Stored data
=== Begin Enclosure ===
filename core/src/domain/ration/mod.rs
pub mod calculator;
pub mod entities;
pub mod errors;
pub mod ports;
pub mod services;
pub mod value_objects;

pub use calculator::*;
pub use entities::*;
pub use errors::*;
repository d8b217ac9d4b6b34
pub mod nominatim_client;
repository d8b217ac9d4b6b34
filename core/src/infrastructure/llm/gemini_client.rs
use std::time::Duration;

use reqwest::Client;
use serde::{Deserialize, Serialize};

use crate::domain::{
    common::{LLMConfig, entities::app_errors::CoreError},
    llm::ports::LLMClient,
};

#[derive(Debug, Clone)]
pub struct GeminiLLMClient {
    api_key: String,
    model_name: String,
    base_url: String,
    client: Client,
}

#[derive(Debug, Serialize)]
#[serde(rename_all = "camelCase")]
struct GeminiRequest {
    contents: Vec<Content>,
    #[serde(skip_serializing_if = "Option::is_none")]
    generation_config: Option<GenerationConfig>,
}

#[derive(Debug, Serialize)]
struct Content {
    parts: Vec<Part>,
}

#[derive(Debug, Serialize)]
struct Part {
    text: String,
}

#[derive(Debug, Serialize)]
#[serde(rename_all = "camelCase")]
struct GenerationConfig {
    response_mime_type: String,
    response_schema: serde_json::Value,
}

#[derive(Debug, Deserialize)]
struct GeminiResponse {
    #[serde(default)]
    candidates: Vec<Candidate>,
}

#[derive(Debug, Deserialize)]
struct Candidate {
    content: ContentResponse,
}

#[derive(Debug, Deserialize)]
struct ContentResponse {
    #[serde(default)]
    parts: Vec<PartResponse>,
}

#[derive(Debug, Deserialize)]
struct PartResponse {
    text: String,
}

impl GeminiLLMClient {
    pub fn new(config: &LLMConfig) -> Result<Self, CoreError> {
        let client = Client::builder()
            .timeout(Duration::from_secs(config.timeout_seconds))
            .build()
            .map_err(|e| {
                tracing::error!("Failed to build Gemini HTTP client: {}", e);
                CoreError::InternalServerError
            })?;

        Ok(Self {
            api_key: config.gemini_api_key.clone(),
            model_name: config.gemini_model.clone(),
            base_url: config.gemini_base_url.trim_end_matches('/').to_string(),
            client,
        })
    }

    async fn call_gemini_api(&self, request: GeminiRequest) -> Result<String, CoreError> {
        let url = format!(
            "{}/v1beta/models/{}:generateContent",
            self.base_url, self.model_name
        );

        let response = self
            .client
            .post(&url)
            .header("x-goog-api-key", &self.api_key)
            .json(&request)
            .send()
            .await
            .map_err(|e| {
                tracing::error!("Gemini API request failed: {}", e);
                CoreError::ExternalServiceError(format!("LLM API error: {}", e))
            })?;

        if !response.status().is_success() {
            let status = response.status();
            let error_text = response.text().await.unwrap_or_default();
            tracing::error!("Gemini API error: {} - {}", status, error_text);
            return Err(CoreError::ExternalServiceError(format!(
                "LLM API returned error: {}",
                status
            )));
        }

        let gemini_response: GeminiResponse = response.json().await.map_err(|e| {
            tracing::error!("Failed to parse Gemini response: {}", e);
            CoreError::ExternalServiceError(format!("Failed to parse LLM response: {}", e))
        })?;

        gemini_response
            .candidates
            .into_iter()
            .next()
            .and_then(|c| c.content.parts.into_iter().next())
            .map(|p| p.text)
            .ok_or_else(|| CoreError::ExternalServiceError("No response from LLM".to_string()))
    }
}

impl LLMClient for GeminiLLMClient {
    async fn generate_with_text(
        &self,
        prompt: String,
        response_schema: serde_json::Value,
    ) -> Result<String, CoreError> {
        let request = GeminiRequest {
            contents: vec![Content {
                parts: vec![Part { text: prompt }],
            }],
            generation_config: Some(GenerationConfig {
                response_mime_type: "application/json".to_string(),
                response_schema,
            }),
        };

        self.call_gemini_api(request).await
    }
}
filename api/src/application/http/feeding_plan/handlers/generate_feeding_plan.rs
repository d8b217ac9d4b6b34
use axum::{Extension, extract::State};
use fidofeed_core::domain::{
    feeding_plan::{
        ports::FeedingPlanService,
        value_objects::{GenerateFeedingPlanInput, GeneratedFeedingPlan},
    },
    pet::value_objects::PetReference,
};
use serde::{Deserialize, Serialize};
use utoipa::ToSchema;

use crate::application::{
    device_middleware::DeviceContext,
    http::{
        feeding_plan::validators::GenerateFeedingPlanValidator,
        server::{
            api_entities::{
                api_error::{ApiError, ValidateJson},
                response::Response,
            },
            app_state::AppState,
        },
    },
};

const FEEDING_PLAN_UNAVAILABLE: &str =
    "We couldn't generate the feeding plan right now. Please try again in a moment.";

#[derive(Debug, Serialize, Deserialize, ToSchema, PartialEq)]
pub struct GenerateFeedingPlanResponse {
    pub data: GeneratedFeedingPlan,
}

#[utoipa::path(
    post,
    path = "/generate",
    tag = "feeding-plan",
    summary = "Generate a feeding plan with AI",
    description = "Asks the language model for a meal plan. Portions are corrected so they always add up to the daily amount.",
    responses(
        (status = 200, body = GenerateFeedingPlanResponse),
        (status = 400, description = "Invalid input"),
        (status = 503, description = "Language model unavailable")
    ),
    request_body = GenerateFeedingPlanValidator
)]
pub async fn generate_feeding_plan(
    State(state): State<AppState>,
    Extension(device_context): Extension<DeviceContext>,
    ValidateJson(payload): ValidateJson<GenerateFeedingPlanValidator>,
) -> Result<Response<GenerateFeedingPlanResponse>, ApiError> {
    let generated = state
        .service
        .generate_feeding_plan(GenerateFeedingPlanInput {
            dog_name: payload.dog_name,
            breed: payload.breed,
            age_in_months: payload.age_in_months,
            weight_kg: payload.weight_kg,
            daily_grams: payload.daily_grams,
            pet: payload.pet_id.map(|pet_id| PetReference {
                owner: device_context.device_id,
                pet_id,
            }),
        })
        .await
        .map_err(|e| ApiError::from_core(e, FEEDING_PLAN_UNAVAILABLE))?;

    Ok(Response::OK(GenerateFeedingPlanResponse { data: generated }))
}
=== End Enclosure ===
**ASSIGNMENT:** Output the records in full. Match them exactly.

**ANSWER BOX:**
filename core/src/domain/ration/mod.rs
pub mod calculator;
pub mod entities;
pub mod errors;
pub mod ports;
pub mod services;
pub mod value_objects;

pub use calculator::*;
pub use entities::*;
pub use errors::*;
repository d8b217ac9d4b6b34
pub mod nominatim_client;
repository d8b217ac9d4b6b34
filename core/src/infrastructure/llm/gemini_client.rs
use std::time::Duration;

use reqwest::Client;
use serde::{Deserialize, Serialize};

use crate::domain::{
    common::{LLMConfig, entities::app_errors::CoreError},
    llm::ports::LLMClient,
};

#[derive(Debug, Clone)]
pub struct GeminiLLMClient {
    api_key: String,
    model_name: String,
    base_url: String,
    client: Client,
}

#[derive(Debug, Serialize)]
#[serde(rename_all = "camelCase")]
struct GeminiRequest {
    contents: Vec<Content>,
    #[serde(skip_serializing_if = "Option::is_none")]
    generation_config: Option<GenerationConfig>,
}

#[derive(Debug, Serialize)]
struct Content {
    parts: Vec<Part>,
}

#[derive(Debug, Serialize)]
struct Part {
    text: String,
}

#[derive(Debug, Serialize)]
#[serde(rename_all = "camelCase")]
struct GenerationConfig {
    response_mime_type: String,
    response_schema: serde_json::Value,
}

#[derive(Debug, Deserialize)]
struct GeminiResponse {
    #[serde(default)]
    candidates: Vec<Candidate>,
}

#[derive(Debug, Deserialize)]
struct Candidate {
    content: ContentResponse,
}

#[derive(Debug, Deserialize)]
struct ContentResponse {
    #[serde(default)]
    parts: Vec<PartResponse>,
}

#[derive(Debug, Deserialize)]
struct PartResponse {
    text: String,
}

impl GeminiLLMClient {
    pub fn new(config: &LLMConfig) -> Result<Self, CoreError> {
        let client = Client::builder()
            .timeout(Duration::from_secs(config.timeout_seconds))
            .build()
            .map_err(|e| {
                tracing::error!("Failed to build Gemini HTTP client: {}", e);
                CoreError::InternalServerError
            })?;

        Ok(Self {
            api_key: config.gemini_api_key.clone(),
            model_name: config.gemini_model.clone(),
            base_url: config.gemini_base_url.trim_end_matches('/').to_string(),
            client,
        })
    }

    async fn call_gemini_api(&self, request: GeminiRequest) -> Result<String, CoreError> {
        let url = format!(
            "{}/v1beta/models/{}:generateContent",
            self.base_url, self.model_name
        );

        let response = self
            .client
            .post(&url)
            .header("x-goog-api-key", &self.api_key)
            .json(&request)
            .send()
            .await
            .map_err(|e| {
                tracing::error!("Gemini API request failed: {}", e);
                CoreError::ExternalServiceError(format!("LLM API error: {}", e))
            })?;

        if !response.status().is_success() {
            let status = response.status();
            let error_text = response.text().await.unwrap_or_default();
            tracing::error!("Gemini API error: {} - {}", status, error_text);
            return Err(CoreError::ExternalServiceError(format!(
                "LLM API returned error: {}",
                status
            )));
        }

        let gemini_response: GeminiResponse = response.json().await.map_err(|e| {
            tracing::error!("Failed to parse Gemini response: {}", e);
            CoreError::ExternalServiceError(format!("Failed to parse LLM response: {}", e))
        })?;

        gemini_response
            .candidates
            .into_iter()
            .next()
            .and_then(|c| c.content.parts.into_iter().next())
            .map(|p| p.text)
            .ok_or_else(|| CoreError::ExternalServiceError("No response from LLM".to_string()))
    }
}

impl LLMClient for GeminiLLMClient {
    async fn generate_with_text(
        &self,
        prompt: String,
        response_schema: serde_json::Value,
    ) -> Result<String, CoreError> {
        let request = GeminiRequest {
            contents: vec![Content {
                parts: vec![Part { text: prompt }],
            }],
            generation_config: Some(GenerationConfig {
                response_mime_type: "application/json".to_string(),
                response_schema,
            }),
        };

        self.call_gemini_api(request).await
    }
}
filename api/src/application/http/feeding_plan/handlers/generate_feeding_plan.rs
repository d8b217ac9d4b6b34
use axum::{Extension, extract::State};
use fidofeed_core::domain::{
    feeding_plan::{
        ports::FeedingPlanService,
        value_objects::{GenerateFeedingPlanInput, GeneratedFeedingPlan},
    },
    pet::value_objects::PetReference,
};
use serde::{Deserialize, Serialize};
use utoipa::ToSchema;

use crate::application::{
    device_middleware::DeviceContext,
    http::{
        feeding_plan::validators::GenerateFeedingPlanValidator,
        server::{
            api_entities::{
                api_error::{ApiError, ValidateJson},
                response::Response,
            },
            app_state::AppState,
        },
    },
};

const FEEDING_PLAN_UNAVAILABLE: &str =
    "We couldn't generate the feeding plan right now. Please try again in a moment.";

#[derive(Debug, Serialize, Deserialize, ToSchema, PartialEq)]
pub struct GenerateFeedingPlanResponse {
    pub data: GeneratedFeedingPlan,
}

#[utoipa::path(
    post,
    path = "/generate",
    tag = "feeding-plan",
    summary = "Generate a feeding plan with AI",
    description = "Asks the language model for a meal plan. Portions are corrected so they always add up to the daily amount.",
    responses(
        (status = 200, body = GenerateFeedingPlanResponse),
        (status = 400, description = "Invalid input"),
        (status = 503, description = "Language model unavailable")
    ),
    request_body = GenerateFeedingPlanValidator
)]
pub async fn generate_feeding_plan(
    State(state): State<AppState>,
    Extension(device_context): Extension<DeviceContext>,
    ValidateJson(payload): ValidateJson<GenerateFeedingPlanValidator>,
) -> Result<Response<GenerateFeedingPlanResponse>, ApiError> {
    let generated = state
        .service
        .generate_feeding_plan(GenerateFeedingPlanInput {
            dog_name: payload.dog_name,
            breed: payload.breed,
            age_in_months: payload.age_in_months,
            weight_kg: payload.weight_kg,
            daily_grams: payload.daily_grams,
            pet: payload.pet_id.map(|pet_id| PetReference {
                owner: device_context.device_id,
                pet_id,
            }),
        })
        .await
        .map_err(|e| ApiError::from_core(e, FEEDING_PLAN_UNAVAILABLE))?;

    Ok(Response::OK(GenerateFeedingPlanResponse { data: generated }))
}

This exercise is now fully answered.